Developing new test methods
“Procedures and methods of testing for living organisms in ballast water need to be continually developed to meet the new, rigorous demands,” says Delacroix.
Research will among other things have to develop quick and reliable analysis methods which ascertain the number of living organisms before and after treatment.
“We currently utilise many of the same analysis methods for testing ballast water as for drinking water. Several of these are too slow to be acceptable for ships in port,” says Delacroix.
Vessels might be held by port authorities until water in ballast tanks is inspected and given the thumbs-up.
“Every hour of delay at dock can cost ship owners around $1,500. So there’s a real need to acquire faster methods covering a broader spectrum of organisms simultaneously,” she points out.
Testing in freshwater
For approval of ballast water treatment systems, land-based testing only in two of the three water qualities as defined by IMO was required: seawater, brackish water or freshwater.
Most have tested their technology for brackish water and seawater, but very few have performed testing in freshwater so far.
“It turns out that equipment constructed for one type of water doesn’t necessarily work for the others,” says Delacroix.
For instance, systems using electrolysis don’t work in freshwater unless there’s a certain concentration of salt in the water.
Testing of equipment for freshwater is essential because many busiest ports in Asia (Shanghai, Shensen), Europe (Antwerp, Bremerhaven, Hamburg, and the Baltic Sea ports) and the USA (Great Lakes) are composed of freshwater.
Certain cases involving the spread of invasive freshwater species through ballast water have been catastrophic. The zebra mussel is a freshwater mollusc that is native to the Aral, Caspian and Black Seas.
“This species has done immense damage to watercourses in Europe and the USA,” says Researcher Markus Lindholm.

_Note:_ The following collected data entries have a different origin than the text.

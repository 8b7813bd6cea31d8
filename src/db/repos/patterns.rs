use rusqlite::{params, Row};

use crate::db::models::{Pattern, PatternType};
use crate::db::repos::{bad_enum, bad_json};
use crate::db::DbPool;
use crate::error::AppError;

fn row_to_pattern(row: &Row) -> rusqlite::Result<Pattern> {
    let type_raw: String = row.get("pattern_type")?;
    let rules_raw: String = row.get("condition_rules")?;
    Ok(Pattern {
        id: row.get("id")?,
        agent_id: row.get("agent_id")?,
        pattern_type: PatternType::parse(&type_raw)
            .ok_or_else(|| bad_enum("pattern_type", &type_raw))?,
        group_key: row.get("group_key")?,
        condition_rules: serde_json::from_str(&rules_raw)
            .map_err(|e| bad_json("condition_rules", e))?,
        confidence: row.get("confidence")?,
        observation_count: row.get("observation_count")?,
        active: row.get("active")?,
        last_observed_at: row.get("last_observed_at")?,
        last_triggered_at: row.get("last_triggered_at")?,
        expires_at: row.get("expires_at")?,
        created_at: row.get("created_at")?,
        updated_at: row.get("updated_at")?,
    })
}

pub fn get_by_id(pool: &DbPool, id: &str) -> Result<Pattern, AppError> {
    let conn = pool.get()?;
    conn.query_row(
        "SELECT * FROM proactive_patterns WHERE id = ?1",
        params![id],
        row_to_pattern,
    )
    .map_err(|e| match e {
        rusqlite::Error::QueryReturnedNoRows => AppError::NotFound(format!("Pattern {id}")),
        other => AppError::Database(other),
    })
}

/// Lookup by the detection identity (agent, type, group key), open or archived.
pub fn get_by_group(
    pool: &DbPool,
    agent_id: &str,
    pattern_type: PatternType,
    group_key: &str,
) -> Result<Option<Pattern>, AppError> {
    let conn = pool.get()?;
    conn.query_row(
        "SELECT * FROM proactive_patterns
         WHERE agent_id = ?1 AND pattern_type = ?2 AND group_key = ?3",
        params![agent_id, pattern_type.as_str(), group_key],
        row_to_pattern,
    )
    .map(Some)
    .or_else(|e| match e {
        rusqlite::Error::QueryReturnedNoRows => Ok(None),
        other => Err(AppError::Database(other)),
    })
}

/// Patterns visible to the trigger evaluator: active, unexpired, confidence
/// at or above the floor. Ordered by confidence so the strongest match wins
/// cap contention downstream.
pub fn get_active(
    pool: &DbPool,
    agent_id: &str,
    min_confidence: f64,
    now: &str,
) -> Result<Vec<Pattern>, AppError> {
    let conn = pool.get()?;
    let mut stmt = conn.prepare(
        "SELECT * FROM proactive_patterns
         WHERE agent_id = ?1 AND active = 1 AND confidence >= ?2 AND expires_at > ?3
         ORDER BY confidence DESC, created_at ASC",
    )?;
    let rows = stmt.query_map(params![agent_id, min_confidence, now], row_to_pattern)?;
    Ok(rows.filter_map(|r| r.ok()).collect())
}

pub fn get_all_for_agent(pool: &DbPool, agent_id: &str) -> Result<Vec<Pattern>, AppError> {
    let conn = pool.get()?;
    let mut stmt = conn.prepare(
        "SELECT * FROM proactive_patterns WHERE agent_id = ?1 ORDER BY confidence DESC",
    )?;
    let rows = stmt.query_map(params![agent_id], row_to_pattern)?;
    Ok(rows.filter_map(|r| r.ok()).collect())
}

pub fn insert(pool: &DbPool, pattern: &Pattern) -> Result<(), AppError> {
    let rules = serde_json::to_string(&pattern.condition_rules)?;
    let conn = pool.get()?;
    conn.execute(
        "INSERT INTO proactive_patterns
         (id, agent_id, pattern_type, group_key, condition_rules, confidence,
          observation_count, active, last_observed_at, last_triggered_at,
          expires_at, created_at, updated_at)
         VALUES (?1, ?2, ?3, ?4, ?5, ?6, ?7, ?8, ?9, ?10, ?11, ?12, ?13)",
        params![
            pattern.id,
            pattern.agent_id,
            pattern.pattern_type.as_str(),
            pattern.group_key,
            rules,
            pattern.confidence,
            pattern.observation_count,
            pattern.active,
            pattern.last_observed_at,
            pattern.last_triggered_at,
            pattern.expires_at,
            pattern.created_at,
            pattern.updated_at,
        ],
    )?;
    Ok(())
}

/// Full-row update; the engine owns every mutable field.
pub fn update(pool: &DbPool, pattern: &Pattern) -> Result<(), AppError> {
    let rules = serde_json::to_string(&pattern.condition_rules)?;
    let conn = pool.get()?;
    let changed = conn.execute(
        "UPDATE proactive_patterns SET
           condition_rules = ?2, confidence = ?3, observation_count = ?4,
           active = ?5, last_observed_at = ?6, last_triggered_at = ?7,
           expires_at = ?8, updated_at = ?9
         WHERE id = ?1",
        params![
            pattern.id,
            rules,
            pattern.confidence,
            pattern.observation_count,
            pattern.active,
            pattern.last_observed_at,
            pattern.last_triggered_at,
            pattern.expires_at,
            pattern.updated_at,
        ],
    )?;
    if changed == 0 {
        return Err(AppError::NotFound(format!("Pattern {}", pattern.id)));
    }
    Ok(())
}

/// Archive patterns whose reinforcement window has lapsed. Returns the ids
/// that flipped so the projection can mirror them.
pub fn archive_expired(pool: &DbPool, agent_id: &str, now: &str) -> Result<Vec<String>, AppError> {
    let conn = pool.get()?;
    let mut stmt = conn.prepare(
        "SELECT id FROM proactive_patterns
         WHERE agent_id = ?1 AND active = 1 AND expires_at <= ?2",
    )?;
    let ids: Vec<String> = stmt
        .query_map(params![agent_id, now], |row| row.get(0))?
        .filter_map(|r| r.ok())
        .collect();
    if !ids.is_empty() {
        conn.execute(
            "UPDATE proactive_patterns SET active = 0, updated_at = ?2
             WHERE agent_id = ?1 AND active = 1 AND expires_at <= ?2",
            params![agent_id, now],
        )?;
    }
    Ok(ids)
}

// ============================================================================
// Observations
// ============================================================================

pub fn add_observation(
    pool: &DbPool,
    agent_id: &str,
    pattern_type: PatternType,
    group_key: &str,
    payload: Option<&str>,
    observed_at: &str,
) -> Result<(), AppError> {
    let id = uuid::Uuid::new_v4().to_string();
    let conn = pool.get()?;
    conn.execute(
        "INSERT INTO pattern_observations (id, agent_id, pattern_type, group_key, payload, observed_at)
         VALUES (?1, ?2, ?3, ?4, ?5, ?6)",
        params![id, agent_id, pattern_type.as_str(), group_key, payload, observed_at],
    )?;
    Ok(())
}

pub fn count_observations(
    pool: &DbPool,
    agent_id: &str,
    pattern_type: PatternType,
    group_key: &str,
    since: &str,
) -> Result<i64, AppError> {
    let conn = pool.get()?;
    let count = conn.query_row(
        "SELECT COUNT(*) FROM pattern_observations
         WHERE agent_id = ?1 AND pattern_type = ?2 AND group_key = ?3 AND observed_at >= ?4",
        params![agent_id, pattern_type.as_str(), group_key, since],
        |row| row.get(0),
    )?;
    Ok(count)
}

/// Distinct (group_key, count, last_observed_at) triples within the window,
/// used by the reconciliation pass.
pub fn group_counts(
    pool: &DbPool,
    agent_id: &str,
    pattern_type: PatternType,
    since: &str,
) -> Result<Vec<(String, i64, String)>, AppError> {
    let conn = pool.get()?;
    let mut stmt = conn.prepare(
        "SELECT group_key, COUNT(*) as n, MAX(observed_at) as last_seen
         FROM pattern_observations
         WHERE agent_id = ?1 AND pattern_type = ?2 AND observed_at >= ?3
         GROUP BY group_key ORDER BY n DESC",
    )?;
    let rows = stmt.query_map(params![agent_id, pattern_type.as_str(), since], |row| {
        Ok((row.get(0)?, row.get(1)?, row.get(2)?))
    })?;
    Ok(rows.filter_map(|r| r.ok()).collect())
}

pub fn prune_observations(pool: &DbPool, cutoff: &str) -> Result<usize, AppError> {
    let conn = pool.get()?;
    let n = conn.execute(
        "DELETE FROM pattern_observations WHERE observed_at < ?1",
        params![cutoff],
    )?;
    Ok(n)
}

#[cfg(test)]
mod tests {
    use super::*;
    use crate::db::init_test_db;
    use crate::db::models::{ConditionOp, ConditionRules, StatsMetric, TriggerEventType, TriggerRule};
    use crate::db::repos::agents;

    fn make_pattern(agent_id: &str, group_key: &str, confidence: f64) -> Pattern {
        let now = chrono::Utc::now();
        Pattern {
            id: uuid::Uuid::new_v4().to_string(),
            agent_id: agent_id.to_string(),
            pattern_type: PatternType::RecurringTask,
            group_key: group_key.to_string(),
            condition_rules: ConditionRules {
                trigger: TriggerRule::Event {
                    event_type: TriggerEventType::TaskComplete,
                },
                conditions: vec![],
                cooldown_minutes: 60,
            },
            confidence,
            observation_count: 3,
            active: true,
            last_observed_at: now.to_rfc3339(),
            last_triggered_at: None,
            expires_at: (now + chrono::Duration::days(30)).to_rfc3339(),
            created_at: now.to_rfc3339(),
            updated_at: now.to_rfc3339(),
        }
    }

    #[test]
    fn test_pattern_crud_and_active_filter() {
        let pool = init_test_db().unwrap();
        agents::upsert(&pool, "agent-1", "Support Bot").unwrap();

        let strong = make_pattern("agent-1", "send_report::mon", 0.8);
        let weak = make_pattern("agent-1", "check_inbox::tue", 0.2);
        insert(&pool, &strong).unwrap();
        insert(&pool, &weak).unwrap();

        let fetched = get_by_id(&pool, &strong.id).unwrap();
        assert_eq!(fetched.group_key, "send_report::mon");
        assert_eq!(fetched.pattern_type, PatternType::RecurringTask);
        assert_eq!(fetched.condition_rules.cooldown_minutes, 60);

        let now = chrono::Utc::now().to_rfc3339();
        let active = get_active(&pool, "agent-1", 0.4, &now).unwrap();
        assert_eq!(active.len(), 1);
        assert_eq!(active[0].id, strong.id);

        let by_group =
            get_by_group(&pool, "agent-1", PatternType::RecurringTask, "send_report::mon")
                .unwrap()
                .unwrap();
        assert_eq!(by_group.id, strong.id);
        assert!(
            get_by_group(&pool, "agent-1", PatternType::TimePreference, "send_report::mon")
                .unwrap()
                .is_none()
        );

        let mut updated = fetched.clone();
        updated.confidence = 0.9;
        updated.condition_rules.trigger = TriggerRule::Threshold {
            metric: StatsMetric::SuccessRate,
            op: ConditionOp::Lt,
            value: 0.5,
        };
        update(&pool, &updated).unwrap();
        let back = get_by_id(&pool, &strong.id).unwrap();
        assert_eq!(back.confidence, 0.9);
        assert!(matches!(
            back.condition_rules.trigger,
            TriggerRule::Threshold { .. }
        ));
    }

    #[test]
    fn test_archive_expired() {
        let pool = init_test_db().unwrap();
        agents::upsert(&pool, "agent-1", "Support Bot").unwrap();

        let mut stale = make_pattern("agent-1", "old_habit::fri", 0.6);
        stale.expires_at = (chrono::Utc::now() - chrono::Duration::days(1)).to_rfc3339();
        insert(&pool, &stale).unwrap();
        insert(&pool, &make_pattern("agent-1", "fresh::sat", 0.6)).unwrap();

        let now = chrono::Utc::now().to_rfc3339();
        let archived = archive_expired(&pool, "agent-1", &now).unwrap();
        assert_eq!(archived, vec![stale.id.clone()]);
        assert!(!get_by_id(&pool, &stale.id).unwrap().active);

        // Second sweep is a no-op.
        assert!(archive_expired(&pool, "agent-1", &now).unwrap().is_empty());
    }

    #[test]
    fn test_observation_counts() {
        let pool = init_test_db().unwrap();
        agents::upsert(&pool, "agent-1", "Support Bot").unwrap();

        let base = chrono::Utc::now() - chrono::Duration::days(2);
        for i in 0..4 {
            add_observation(
                &pool,
                "agent-1",
                PatternType::RecurringTask,
                "send_report::mon",
                None,
                &(base + chrono::Duration::hours(i)).to_rfc3339(),
            )
            .unwrap();
        }
        add_observation(
            &pool,
            "agent-1",
            PatternType::RecurringTask,
            "check_inbox::tue",
            None,
            &base.to_rfc3339(),
        )
        .unwrap();

        let since = (chrono::Utc::now() - chrono::Duration::days(7)).to_rfc3339();
        assert_eq!(
            count_observations(&pool, "agent-1", PatternType::RecurringTask, "send_report::mon", &since)
                .unwrap(),
            4
        );

        let groups = group_counts(&pool, "agent-1", PatternType::RecurringTask, &since).unwrap();
        assert_eq!(groups.len(), 2);
        assert_eq!(groups[0].0, "send_report::mon");
        assert_eq!(groups[0].1, 4);

        // Pruning with a future cutoff clears everything.
        let future = (chrono::Utc::now() + chrono::Duration::days(1)).to_rfc3339();
        assert_eq!(prune_observations(&pool, &future).unwrap(), 5);
    }
}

“It starts colonies in water pipes and clogs up water supplies and cooling systems. The zebra mussel has not been observed yet in Norway but we fear it can be spread by fishing gear and boats that have been in watercourses further south in Europe,” he says.
The Chinese mitten crab (Eriocheir sinensis) is another undesired alien in our lakes and rivers. It probably came to Europe in ballast water from Asia. The crab burrows into riverbanks and causes serious erosion. It also competes with native aquatic species and can have an impact on stocks.
The special attribute of this crab is that it normally lives in rivers, but it spawns in brackish water where they meet the sea. This enables the larvae to be spread to seawater. In Norway it has been observed at the mouths of several watercourses on the south coast of Norway and along the Oslo Fjord.
“We’ve developed methods for harvesting and cultivating organisms from lakes and rivers near Solbergstrand as a step in testing treatment technologies for freshwater,” says Delacroix.
“We also had to adapt eco-toxicological methods for testing possible toxins which could harm fish, crustaceans and algae in freshwater when the water is discharged. We’ve recently achieved this,” she explains.
Based in part on NIVA’s documentation for land-based and shipboard tests of various ballast water treatment systems developed from all part of the world, Det Norske Veritas (DNV) and IMO can certify types of ships’ treatment technology. DNV issues certification on behalf of the Norwegian Maritime Authority.